David Nahmani Posted May 24, 2007 Share Posted May 24, 2007 I should be able to set up a headphone mix, and monitor through it with zero latency while tracking, right? Wrong. Latency is inevitable when converting A/D, processing and converting to D/A. If you truly want zero latency, you need an analog mixer. If you want near-zero latency, you can use certain audio interfaces that allow you to route the incoming signal back and mix it along the signal that comes from Logic, for monitoring. Usually that's done in digital so you still have a small latency due to A/D and D/A conversion. Or if you want to use Logic to monitor, you can turn down latency by lowering the buffer size in Audio > Audio Hardware and Drivers and making sure you don't use any latency-inducing plug-ins like Adaptive Limiter. Link to comment Share on other sites More sharing options...
shivermetimbers Posted May 24, 2007 Share Posted May 24, 2007 Actually, I wish companies would stop putting Zero latency monitoring in the ad because it is misleading. It doesn't have anything to do with the recording and is nothing more than amplifying the signal input directly to the headphones. If you didn't have this problem before then, as David recommended look at any latency induced plug-ins. The worse case would be recording while using final mix plug-ins. That's a definite No-No. Link to comment Share on other sites More sharing options...
Fries Posted May 24, 2007 Author Share Posted May 24, 2007 Thanks for your posts.
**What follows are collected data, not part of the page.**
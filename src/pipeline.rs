//! Fetch, filter, sort and slice launch configurations.

use std::ops::Range;

use tracing::{debug, info};

use crate::error::LcFindResult;
use crate::inventory::{InventoryClient, LaunchConfigurationRecord};
use crate::params::{Query, SortOrder, SortSpec};

/// Run `query` against `inventory` and return the selected records.
pub async fn find_launch_configurations(
    query: &Query,
    inventory: &dyn InventoryClient,
) -> LcFindResult<Vec<LaunchConfigurationRecord>> {
    info!("Fetching launch configurations in {}", query.region);
    let fetched = inventory.fetch(&query.region).await?;
    debug!("Fetched {} launch configurations", fetched.len());

    let selected = apply_query(query, fetched);
    info!("Selected {} launch configurations", selected.len());
    Ok(selected)
}

/// The in-memory half of the pipeline: prefix filter, then sort and slice.
pub fn apply_query(
    query: &Query,
    records: Vec<LaunchConfigurationRecord>,
) -> Vec<LaunchConfigurationRecord> {
    let mut records = match &query.name_pattern {
        Some(pattern) => records
            .into_iter()
            .filter(|record| pattern.is_match(&record.name))
            .collect(),
        None => records,
    };

    if let Some(spec) = &query.sort {
        sort_and_slice(&mut records, spec);
    }

    records
}

fn sort_and_slice(records: &mut Vec<LaunchConfigurationRecord>, spec: &SortSpec) {
    match spec.order {
        SortOrder::Ascending => records.sort_by(|a, b| a.name.cmp(&b.name)),
        SortOrder::Descending => records.sort_by(|a, b| b.name.cmp(&a.name)),
    }

    let range = slice_range(records.len(), spec.start, spec.end);
    records.truncate(range.end);
    records.drain(..range.start);
}

/// Resolve optional `[start, end)` bounds against a sequence of length `len`.
///
/// Negative bounds count back from the end, and anything out of range is
/// clamped, so the result is always a valid (possibly empty) range.
pub fn slice_range(len: usize, start: Option<i64>, end: Option<i64>) -> Range<usize> {
    let start = start.map_or(0, |bound| resolve_bound(len, bound));
    let end = end.map_or(len, |bound| resolve_bound(len, bound));
    start..end.max(start)
}

fn resolve_bound(len: usize, bound: i64) -> usize {
    let offset = usize::try_from(bound.unsigned_abs()).unwrap_or(usize::MAX);
    if bound < 0 {
        len.saturating_sub(offset)
    } else {
        offset.min(len)
    }
}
I will think about an analog front end now... As far as computing resources go is their anything that can assist with latency issues (e.g. more storage space, more RAM, etc.) ? Any personal latency triumphs you would like to share with the class? thanx again, Fries Link to comment Share on other sites More sharing options...
David Nahmani Posted May 24, 2007 Share Posted May 24, 2007 As far as computing resources go is their anything that can assist with latency issues (e.g. more storage space, more RAM, etc.) ? Any personal latency triumphs you would like to share with the class? Faster CPU, better drivers, lower i/o buffer, PCI interface vs Firewire, higher sample rate all contribute to lower latency. One of the lower latency you can get while using software monitoring is with Logic and the Apogee Symphony: 1.6ms. That's lower than the big Pro Tools rigs. To give you an idea, if you're sitting 3 feet from your guitar amp, let's say your ears are actually 5 feet from the amp, that's 5ms latency between the time you play a note and the time you hear it. Another one: if you use any hardware MIDI gear connected with a MIDI interface, each MIDI event takes about 1ms to be transmitted. That's 10ms between two notes of a 10 note chord. Imagine playing a continuous controller such as a volume pedal at the same time. I guess what I'm trying to say is that latency isn't necessarily your enemy and musicians usually compensate for it, but it should just be low enough so you shouldn't hear it. Link to comment Share on other sites More sharing options...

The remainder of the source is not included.